Когда бывшие колонии шли к независимости и только добивались ее, поощрение развития и использования местных языков, как и борьба с языками империи, были одним из способов, при помощи которых национальные элиты отличали себя от западных колониалистов и определяли свою идентичность. После обретения независимости, однако, элитам этих обществ потребовалось отличаться от простого люда своих стран. Средство нашлось: свободное владение английским, французским и другими западными языками.
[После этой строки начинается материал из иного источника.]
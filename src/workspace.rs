//! Workspace: the registry of open scripts
//!
//! Each open script owns one edit session and one analysis orchestrator.
//! The workspace maps script ids to those entries; opening creates the
//! entry, closing stops its poll loop and drops it. Entries for different
//! scripts are independent: nothing here is a global lock.

use crate::analysis::{AnalysisConfig, AnalysisError, AnalysisOrchestrator, AnalysisStatus};
use crate::model::{Script, ScriptId, TaskId, TextStats};
use crate::service::{AnalysisService, ScriptStore, ServiceError};
use crate::session::{EditSession, SaveError};
use dashmap::DashMap;
use std::sync::atomic::{AtomicBool, Ordering};
use std::sync::Arc;
use thiserror::Error;
use tokio::sync::watch;
use tracing::{debug, info};

/// Errors from workspace operations
#[derive(Debug, Error)]
pub enum WorkspaceError {
    #[error("could not open script {id}: {source}")]
    Open {
        id: ScriptId,
        #[source]
        source: ServiceError,
    },
}

/// One open script: its edit session, its orchestrator, and the lane that
/// keeps saves and analysis submissions from overlapping.
pub struct OpenScript {
    session: EditSession,
    orchestrator: AnalysisOrchestrator,
    store: Arc<dyn ScriptStore>,
    config: AnalysisConfig,
    lane: tokio::sync::Mutex<()>,
    save_pending: AtomicBool,
    closed: AtomicBool,
}

impl OpenScript {
    fn new(
        script: Script,
        store: Arc<dyn ScriptStore>,
        service: Arc<dyn AnalysisService>,
        config: AnalysisConfig,
    ) -> Self {
        let orchestrator = AnalysisOrchestrator::new(script.id.clone(), service, config.clone());
        Self {
            session: EditSession::open(script),
            orchestrator,
            store,
            config,
            lane: tokio::sync::Mutex::new(()),
            save_pending: AtomicBool::new(false),
            closed: AtomicBool::new(false),
        }
    }

    pub fn script_id(&self) -> &ScriptId {
        self.session.script_id()
    }

    pub fn session(&self) -> &EditSession {
        &self.session
    }

    pub fn orchestrator(&self) -> &AnalysisOrchestrator {
        &self.orchestrator
    }

    pub fn is_closed(&self) -> bool {
        self.closed.load(Ordering::SeqCst)
    }

    /// Local edit; returns the new dirty flag.
    pub fn edit(&self, title: Option<String>, content: Option<String>) -> bool {
        self.session.edit(title, content)
    }

    pub fn is_dirty(&self) -> bool {
        self.session.is_dirty()
    }

    pub fn can_analyze(&self) -> bool {
        self.session.can_analyze()
    }

    pub fn stats(&self) -> TextStats {
        self.session.stats()
    }

    /// Persist the working copy.
    ///
    /// A second save while one is pending is rejected with
    /// `AlreadyInProgress`. A save waits for an analysis submission that is
    /// already in flight.
    pub async fn save(&self) -> Result<Script, SaveError> {
        if self.is_closed() {
            return Err(SaveError::Closed);
        }
        if self.save_pending.swap(true, Ordering::SeqCst) {
            return Err(SaveError::AlreadyInProgress);
        }
        let _pending = PendingSave(&self.save_pending);

        let _lane = self.lane.lock().await;
        if self.is_closed() {
            return Err(SaveError::Closed);
        }
        self.session
            .save(self.store.as_ref(), self.config.request_timeout)
            .await
    }

    /// Submit an analysis of the persisted script.
    ///
    /// Waits for a pending save to settle, then defers to the orchestrator,
    /// which refuses while the session is dirty.
    pub async fn analyze(&self) -> Result<TaskId, AnalysisError> {
        if self.is_closed() {
            return Err(AnalysisError::Cancelled);
        }
        let _lane = self.lane.lock().await;
        if self.is_closed() {
            return Err(AnalysisError::Cancelled);
        }
        self.orchestrator.analyze(&self.session).await
    }

    pub fn analysis_status(&self) -> AnalysisStatus {
        self.orchestrator.status()
    }

    pub fn subscribe(&self) -> watch::Receiver<AnalysisStatus> {
        self.orchestrator.subscribe()
    }

    fn close(&self) {
        self.closed.store(true, Ordering::SeqCst);
        self.orchestrator.close();
    }
}

impl std::fmt::Debug for OpenScript {
    fn fmt(&self, f: &mut std::fmt::Formatter<'_>) -> std::fmt::Result {
        f.debug_struct("OpenScript")
            .field("script_id", self.script_id())
            .field("closed", &self.is_closed())
            .finish_non_exhaustive()
    }
}

struct PendingSave<'a>(&'a AtomicBool);

impl Drop for PendingSave<'_> {
    fn drop(&mut self) {
        self.0.store(false, Ordering::SeqCst);
    }
}

/// Registry of open scripts
pub struct Workspace {
    scripts: Arc<dyn ScriptStore>,
    analysis: Arc<dyn AnalysisService>,
    config: AnalysisConfig,
    open: DashMap<ScriptId, Arc<OpenScript>>,
}

impl Workspace {
    pub fn new(
        scripts: Arc<dyn ScriptStore>,
        analysis: Arc<dyn AnalysisService>,
        config: AnalysisConfig,
    ) -> Self {
        Self {
            scripts,
            analysis,
            config,
            open: DashMap::new(),
        }
    }

    /// Open a script for editing, fetching its persisted version.
    ///
    /// Returns the existing entry if the script is already open.
    pub async fn open(&self, id: &ScriptId) -> Result<Arc<OpenScript>, WorkspaceError> {
        if let Some(existing) = self.get(id) {
            return Ok(existing);
        }
        let script = tokio::time::timeout(self.config.request_timeout, self.scripts.get_script(id))
            .await
            .unwrap_or(Err(ServiceError::Timeout))
            .map_err(|source| WorkspaceError::Open {
                id: id.clone(),
                source,
            })?;
        Ok(self.open_script(script))
    }

    /// Open an already fetched script.
    ///
    /// Returns the existing entry if the script is already open.
    pub fn open_script(&self, script: Script) -> Arc<OpenScript> {
        let id = script.id.clone();
        self.open
            .entry(id.clone())
            .or_insert_with(|| {
                info!(script = %id, "script opened");
                Arc::new(OpenScript::new(
                    script,
                    self.scripts.clone(),
                    self.analysis.clone(),
                    self.config.clone(),
                ))
            })
            .clone()
    }

    pub fn get(&self, id: &ScriptId) -> Option<Arc<OpenScript>> {
        self.open.get(id).map(|r| r.value().clone())
    }

    /// Close a script: stop its poll loop and drop its session.
    ///
    /// No status change is observable on the entry once this returns.
    pub fn close(&self, id: &ScriptId) -> bool {
        match self.open.remove(id) {
            Some((_, entry)) => {
                entry.close();
                info!(script = %id, "script closed");
                true
            }
            None => false,
        }
    }

    pub fn close_all(&self) {
        let ids: Vec<ScriptId> = self.open.iter().map(|r| r.key().clone()).collect();
        for id in ids {
            self.close(&id);
        }
    }

    pub fn is_open(&self, id: &ScriptId) -> bool {
        self.open.contains_key(id)
    }

    pub fn open_count(&self) -> usize {
        self.open.len()
    }

    pub fn open_scripts(&self) -> Vec<ScriptId> {
        let mut ids: Vec<ScriptId> = self.open.iter().map(|r| r.key().clone()).collect();
        ids.sort();
        ids
    }
}

impl Drop for Workspace {
    fn drop(&mut self) {
        debug!(open = self.open.len(), "workspace dropped");
        self.close_all();
    }
}

#[cfg(test)]
mod tests {
    use super::*;
    use crate::service::mock::{mock_script, MockService};

    fn workspace() -> (Arc<MockService>, Workspace) {
        let service = Arc::new(
            MockService::new()
                .with_script(mock_script("s1", "p1", "A", "Chapter 1"))
                .with_script(mock_script("s2", "p1", "B", "Prologue")),
        );
        let ws = Workspace::new(service.clone(), service.clone(), AnalysisConfig::default());
        (service, ws)
    }

    #[tokio::test]
    async fn open_fetches_once_and_reuses_the_entry() {
        let (service, ws) = workspace();
        let id = ScriptId::from("s1");

        let first = ws.open(&id).await.unwrap();
        let second = ws.open(&id).await.unwrap();
        assert!(Arc::ptr_eq(&first, &second));
        assert_eq!(ws.open_count(), 1);
        assert_eq!(service.calls().len(), 1);
    }

    #[tokio::test]
    async fn open_unknown_script_fails() {
        let (_service, ws) = workspace();
        let err = ws.open(&ScriptId::from("missing")).await.unwrap_err();
        assert!(matches!(
            err,
            WorkspaceError::Open {
                source: ServiceError::NotFound(_),
                ..
            }
        ));
        assert_eq!(ws.open_count(), 0);
    }

    #[tokio::test]
    async fn debug_shows_id_and_closed_flag() {
        let (_service, ws) = workspace();
        let handle = ws.open(&ScriptId::from("s1")).await.unwrap();
        let shown = format!("{:?}", handle);
        assert!(shown.contains("s1"));
        assert!(shown.contains("closed: false"));
    }

    #[tokio::test]
    async fn scripts_have_independent_sessions() {
        let (_service, ws) = workspace();
        let s1 = ws.open(&ScriptId::from("s1")).await.unwrap();
        let s2 = ws.open(&ScriptId::from("s2")).await.unwrap();

        s1.edit(Some("A*".into()), None);
        assert!(s1.is_dirty());
        assert!(!s2.is_dirty());
        assert_eq!(
            ws.open_scripts(),
            vec![ScriptId::from("s1"), ScriptId::from("s2")]
        );
    }

    #[tokio::test]
    async fn close_removes_the_entry_and_disables_the_handle() {
        let (_service, ws) = workspace();
        let id = ScriptId::from("s1");
        let handle = ws.open(&id).await.unwrap();

        assert!(ws.close(&id));
        assert!(!ws.is_open(&id));
        assert!(!ws.close(&id));
        assert!(handle.is_closed());
        assert!(handle.orchestrator().is_closed());
        assert_eq!(handle.analyze().await, Err(AnalysisError::Cancelled));
        assert_eq!(handle.save().await, Err(SaveError::Closed));
    }

    #[tokio::test]
    async fn reopening_after_close_starts_a_fresh_session() {
        let (_service, ws) = workspace();
        let id = ScriptId::from("s1");
        let first = ws.open(&id).await.unwrap();
        first.edit(Some("unsaved".into()), None);
        ws.close(&id);

        let second = ws.open(&id).await.unwrap();
        assert_ne!(first.session().id(), second.session().id());
        assert!(!second.is_dirty());
    }
}
//! Script documents and the editable draft of one

use super::ids::{ProjectId, ScriptId};
use super::timestamp;
use chrono::{DateTime, Utc};
use serde::{Deserialize, Serialize};

/// A persisted script document
#[derive(Debug, Clone, PartialEq, Serialize, Deserialize)]
pub struct Script {
    pub id: ScriptId,
    pub project_id: ProjectId,
    pub title: String,
    #[serde(default)]
    pub content: String,
    #[serde(with = "timestamp")]
    pub created_at: DateTime<Utc>,
    #[serde(with = "timestamp")]
    pub updated_at: DateTime<Utc>,
}

impl Script {
    /// The editable part of this script
    pub fn draft(&self) -> Draft {
        Draft::new(self.title.clone(), self.content.clone())
    }
}

/// Body of an update request. Absent fields are left untouched server-side.
#[derive(Debug, Clone, Default, PartialEq, Serialize, Deserialize)]
pub struct ScriptUpdate {
    #[serde(default, skip_serializing_if = "Option::is_none")]
    pub title: Option<String>,
    #[serde(default, skip_serializing_if = "Option::is_none")]
    pub content: Option<String>,
}

impl From<&Draft> for ScriptUpdate {
    fn from(draft: &Draft) -> Self {
        Self {
            title: Some(draft.title.clone()),
            content: Some(draft.content.clone()),
        }
    }
}

/// Title and content of a script, as held by an editing session
#[derive(Debug, Clone, Default, PartialEq, Eq, Serialize, Deserialize)]
pub struct Draft {
    pub title: String,
    pub content: String,
}

impl Draft {
    pub fn new(title: impl Into<String>, content: impl Into<String>) -> Self {
        Self {
            title: title.into(),
            content: content.into(),
        }
    }

    /// Character and word counts of the content
    pub fn stats(&self) -> TextStats {
        TextStats {
            characters: self.content.chars().count(),
            words: self.content.split_whitespace().count(),
        }
    }
}

/// Size of a draft's content
#[derive(Debug, Clone, Copy, Default, PartialEq, Eq, Serialize)]
pub struct TextStats {
    pub characters: usize,
    pub words: usize,
}

#[cfg(test)]
mod tests {
    use super::*;

    #[test]
    fn script_reads_backend_payload() {
        let json = r#"{
            "id": "s1",
            "project_id": "p1",
            "title": "A",
            "content": "Chapter 1",
            "created_at": "2024-05-01T09:00:00.000000",
            "updated_at": "2024-05-01T09:30:00.000000"
        }"#;
        let script: Script = serde_json::from_str(json).unwrap();
        assert_eq!(script.id.as_str(), "s1");
        assert_eq!(script.draft(), Draft::new("A", "Chapter 1"));
    }

    #[test]
    fn update_omits_absent_fields() {
        let update = ScriptUpdate {
            title: Some("New title".into()),
            content: None,
        };
        let json = serde_json::to_value(&update).unwrap();
        assert_eq!(json, serde_json::json!({ "title": "New title" }));
    }

    #[test]
    fn stats_count_characters_and_words() {
        let draft = Draft::new("t", "  Once upon\na time  ");
        let stats = draft.stats();
        assert_eq!(stats.words, 4);
        assert_eq!(stats.characters, 20);
        assert_eq!(Draft::default().stats(), TextStats::default());
    }
}
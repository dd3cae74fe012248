//! Generation-stamped cancellation for poll loops
//!
//! Every submission takes a token stamped with the current generation.
//! Advancing the generation cancels every outstanding token at once, so a
//! response that arrives for a superseded or closed task is recognised as
//! stale and dropped instead of being applied.

use std::sync::atomic::{AtomicU64, Ordering};
use std::sync::Arc;

/// Shared generation counter; one per orchestrator.
#[derive(Debug, Clone, Default)]
pub struct Generation {
    current: Arc<AtomicU64>,
}

impl Generation {
    pub fn new() -> Self {
        Self::default()
    }

    /// Cancel all outstanding tokens and issue one for the new generation.
    pub fn advance(&self) -> CancellationToken {
        let stamp = self.current.fetch_add(1, Ordering::SeqCst) + 1;
        CancellationToken {
            stamp,
            current: self.current.clone(),
        }
    }

    /// Cancel all outstanding tokens.
    pub fn cancel_all(&self) {
        self.current.fetch_add(1, Ordering::SeqCst);
    }
}

/// A cooperative cancellation token.
///
/// The orchestrator advances the generation; the poll loop checks its token
/// before acting on any response. Cancellation during a request has no
/// effect until the next check.
#[derive(Debug, Clone)]
pub struct CancellationToken {
    stamp: u64,
    current: Arc<AtomicU64>,
}

impl CancellationToken {
    /// Check if a newer generation has started.
    pub fn is_cancelled(&self) -> bool {
        self.current.load(Ordering::SeqCst) != self.stamp
    }
}

#[cfg(test)]
mod tests {
    use super::*;

    #[test]
    fn token_starts_uncancelled() {
        let generation = Generation::new();
        let token = generation.advance();
        assert!(!token.is_cancelled());
    }

    #[test]
    fn advancing_cancels_older_tokens_only() {
        let generation = Generation::new();
        let old = generation.advance();
        let new = generation.advance();
        assert!(old.is_cancelled());
        assert!(!new.is_cancelled());
    }

    #[test]
    fn cancel_all_reaches_cloned_tokens() {
        let generation = Generation::new();
        let token = generation.advance();
        let clone = token.clone();
        generation.cancel_all();
        assert!(token.is_cancelled());
        assert!(clone.is_cancelled());
    }
}
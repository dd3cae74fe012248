//! REST client for the backend API
//!
//! Every route lives under one base URL (`/api` on the backend). Status-code
//! handling is centralized in [`check_response`] so the trait impls stay
//! focused on building requests.

use super::traits::{
    AnalysisService, EntityStore, ProjectStore, ScriptStore, ServiceError, ServiceResult,
};
use crate::model::{
    Entity, EntityId, EntityType, Project, ProjectId, QuestionRequest, QuestionResponse, Script,
    ScriptId, ScriptUpdate, SubmitResponse, TaskId, TaskStatusResponse,
};
use async_trait::async_trait;
use serde::de::DeserializeOwned;
use std::time::Duration;
use tracing::debug;

/// Where the backend listens by default
pub const DEFAULT_BASE_URL: &str = "http://localhost:8000/api";

/// HTTP implementation of every service trait
#[derive(Debug, Clone)]
pub struct HttpService {
    http: reqwest::Client,
    base_url: String,
}

impl HttpService {
    /// Create a client for `base_url` with a per-request timeout.
    pub fn new(base_url: impl Into<String>, request_timeout: Duration) -> ServiceResult<Self> {
        let http = reqwest::Client::builder()
            .user_agent(concat!("scribe/", env!("CARGO_PKG_VERSION")))
            .timeout(request_timeout)
            .build()
            .map_err(|e| ServiceError::Transport(e.to_string()))?;
        Ok(Self {
            http,
            base_url: base_url.into().trim_end_matches('/').to_string(),
        })
    }

    pub fn base_url(&self) -> &str {
        &self.base_url
    }

    /// Join percent-encoded path segments onto the base URL
    fn url(&self, segments: &[&str]) -> String {
        let mut url = self.base_url.clone();
        for segment in segments {
            url.push('/');
            url.push_str(&urlencoding::encode(segment));
        }
        url
    }

    async fn send<T: DeserializeOwned>(&self, request: reqwest::RequestBuilder) -> ServiceResult<T> {
        let resp = request.send().await.map_err(map_transport)?;
        let resp = check_response(resp).await?;
        resp.json::<T>().await.map_err(map_transport)
    }

    async fn get<T: DeserializeOwned>(&self, url: String) -> ServiceResult<T> {
        debug!(%url, "GET");
        self.send(self.http.get(url)).await
    }
}

fn map_transport(err: reqwest::Error) -> ServiceError {
    if err.is_timeout() {
        ServiceError::Timeout
    } else if err.is_decode() {
        ServiceError::Decode(err.to_string())
    } else {
        ServiceError::Transport(err.to_string())
    }
}

/// Map non-success statuses to [`ServiceError`].
///
/// FastAPI reports failures as `{"detail": ...}`; the detail is used as the
/// message when present, the raw body otherwise.
pub(crate) async fn check_response(resp: reqwest::Response) -> ServiceResult<reqwest::Response> {
    let status = resp.status();
    if status.is_success() {
        return Ok(resp);
    }
    let body = resp.text().await.unwrap_or_default();
    let message = error_detail(&body);
    if status == reqwest::StatusCode::NOT_FOUND {
        return Err(ServiceError::NotFound(message));
    }
    Err(ServiceError::Api {
        status: status.as_u16(),
        message,
    })
}

fn error_detail(body: &str) -> String {
    match serde_json::from_str::<serde_json::Value>(body) {
        Ok(serde_json::Value::Object(map)) => match map.get("detail") {
            Some(serde_json::Value::String(s)) => s.clone(),
            Some(other) => other.to_string(),
            None => body.to_string(),
        },
        _ => body.to_string(),
    }
}

#[async_trait]
impl ProjectStore for HttpService {
    async fn list_projects(&self) -> ServiceResult<Vec<Project>> {
        self.get(self.url(&["projects"])).await
    }

    async fn get_project(&self, id: &ProjectId) -> ServiceResult<Project> {
        self.get(self.url(&["projects", id.as_str()])).await
    }

    async fn ask_question(
        &self,
        project_id: &ProjectId,
        question: &QuestionRequest,
    ) -> ServiceResult<QuestionResponse> {
        let url = self.url(&["projects", project_id.as_str(), "question"]);
        debug!(%url, "POST");
        self.send(self.http.post(url).json(question)).await
    }
}

#[async_trait]
impl ScriptStore for HttpService {
    async fn get_script(&self, id: &ScriptId) -> ServiceResult<Script> {
        self.get(self.url(&["scripts", id.as_str()])).await
    }

    async fn list_scripts(&self, project_id: &ProjectId) -> ServiceResult<Vec<Script>> {
        self.get(self.url(&["projects", project_id.as_str(), "scripts"]))
            .await
    }

    async fn update_script(&self, id: &ScriptId, update: &ScriptUpdate) -> ServiceResult<Script> {
        let url = self.url(&["scripts", id.as_str()]);
        debug!(%url, "PUT");
        self.send(self.http.put(url).json(update)).await
    }
}

#[async_trait]
impl AnalysisService for HttpService {
    async fn submit(&self, script_id: &ScriptId) -> ServiceResult<SubmitResponse> {
        let url = self.url(&["scripts", script_id.as_str(), "analyze"]);
        debug!(%url, "POST");
        self.send(self.http.post(url)).await
    }

    async fn task_status(&self, task_id: &TaskId) -> ServiceResult<TaskStatusResponse> {
        self.get(self.url(&["tasks", task_id.as_str(), "status"]))
            .await
    }
}

#[async_trait]
impl EntityStore for HttpService {
    async fn list_entities(
        &self,
        project_id: &ProjectId,
        entity_type: Option<EntityType>,
    ) -> ServiceResult<Vec<Entity>> {
        let url = self.url(&["projects", project_id.as_str(), "entities"]);
        debug!(%url, ?entity_type, "GET");
        let mut request = self.http.get(url);
        if let Some(kind) = entity_type {
            request = request.query(&[("type", kind.as_str())]);
        }
        self.send(request).await
    }

    async fn get_entity(&self, id: &EntityId) -> ServiceResult<Entity> {
        self.get(self.url(&["entities", id.as_str()])).await
    }
}

#[cfg(test)]
mod tests {
    use super::*;

    fn service() -> HttpService {
        HttpService::new("http://localhost:8000/api/", Duration::from_secs(10)).unwrap()
    }

    fn response(status: u16, body: &str) -> reqwest::Response {
        reqwest::Response::from(
            ::http::Response::builder()
                .status(status)
                .body(body.to_string())
                .unwrap(),
        )
    }

    #[test]
    fn base_url_trailing_slash_is_trimmed() {
        assert_eq!(service().base_url(), DEFAULT_BASE_URL);
    }

    #[test]
    fn url_joins_and_encodes_segments() {
        let svc = service();
        assert_eq!(
            svc.url(&["tasks", "t1", "status"]),
            "http://localhost:8000/api/tasks/t1/status"
        );
        assert_eq!(
            svc.url(&["tasks", "a/b c", "status"]),
            "http://localhost:8000/api/tasks/a%2Fb%20c/status"
        );
    }

    #[tokio::test]
    async fn success_passes_through() {
        let resp = check_response(response(200, "{}")).await;
        assert!(resp.is_ok());
    }

    #[tokio::test]
    async fn not_found_uses_fastapi_detail() {
        let err = check_response(response(404, r#"{"detail": "Script s9 not found"}"#))
            .await
            .unwrap_err();
        assert_eq!(err, ServiceError::NotFound("Script s9 not found".into()));
    }

    #[tokio::test]
    async fn question_for_unknown_project_is_not_found() {
        let err = check_response(response(404, r#"{"detail": "Project not found"}"#))
            .await
            .unwrap_err();
        assert_eq!(err, ServiceError::NotFound("Project not found".into()));
    }

    #[tokio::test]
    async fn question_answer_decodes_from_response_body() {
        let resp = check_response(response(
            200,
            r#"{"question": "Who is Mara?", "answer": "The keeper.", "source_chunks": []}"#,
        ))
        .await
        .unwrap();
        let answer: QuestionResponse = resp.json().await.unwrap();
        assert_eq!(answer.answer, "The keeper.");
    }

    #[test]
    fn question_route_is_under_the_project() {
        assert_eq!(
            service().url(&["projects", "p1", "question"]),
            "http://localhost:8000/api/projects/p1/question"
        );
    }

    #[tokio::test]
    async fn validation_failure_maps_to_api_error() {
        let err = check_response(response(422, r#"{"detail": [{"msg": "too short"}]}"#))
            .await
            .unwrap_err();
        assert!(err.is_validation());
        match err {
            ServiceError::Api { status, message } => {
                assert_eq!(status, 422);
                assert!(message.contains("too short"));
            }
            other => panic!("unexpected error: {other:?}"),
        }
    }

    #[tokio::test]
    async fn non_json_error_body_is_kept_verbatim() {
        let err = check_response(response(502, "Bad Gateway")).await.unwrap_err();
        assert_eq!(
            err,
            ServiceError::Api {
                status: 502,
                message: "Bad Gateway".into()
            }
        );
    }
}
В результате элитам не-западных обществ зачастую намного проще общаться с жителями Запада и друг с другом, чем с народом из своих обществ (подобная ситуация имела место на Западе в семнадцатом-восемнадцатом веках, когда аристократы из различных стран прекрасно общались друг с другом по-французски, но не умели говорить на национальных языках своих стран). В не-западных обществах сейчас налицо две противоположные тенденции. С одной стороны, английский все больше используется на университетском уровне, чтобы дать выпускникам возможность вести эффективную игру в глобальной гонке за капиталами и покупателями. С другой стороны, социальное и политическое давление вынуждает все больше использовать местные [c.86] языки. Арабский вытесняет французский в Северной Африке, урду занимает место английского как языка управления и образования в Пакистане, а СМИ, использующие местные языки, заменяют англоязычные в Индии. Такое развитие ситуации предвидела Индийская комиссия по образованию в 1948 году, когда было заявлено, что “использование английского… делит людей на две нации, тех немногих, кто правит, и многих, которыми правят, кто не может говорить на чужом языке, и эти две нации не понимают друг друга”. Сорок лет спустя живучесть английского как языка элиты подкрепила это предсказание и создала “противоестественную ситуацию в рабочей демократии, основанной на праве голоса у взрослого населения… Англоговорящая Индия и политически сознательная Индия все больше отделяются друг от друга”, стимулируя “напряжение… между меньшинством на самом верху, которое знает английский, и миллионами – имеющими право голоса, – которые не знают его” . В той мере, в которой не-западные общества устанавливают демократические институты, а народ принимает активную роль в управлении этими обществами, использование английского снижается и все более употребительными становятся местные языки.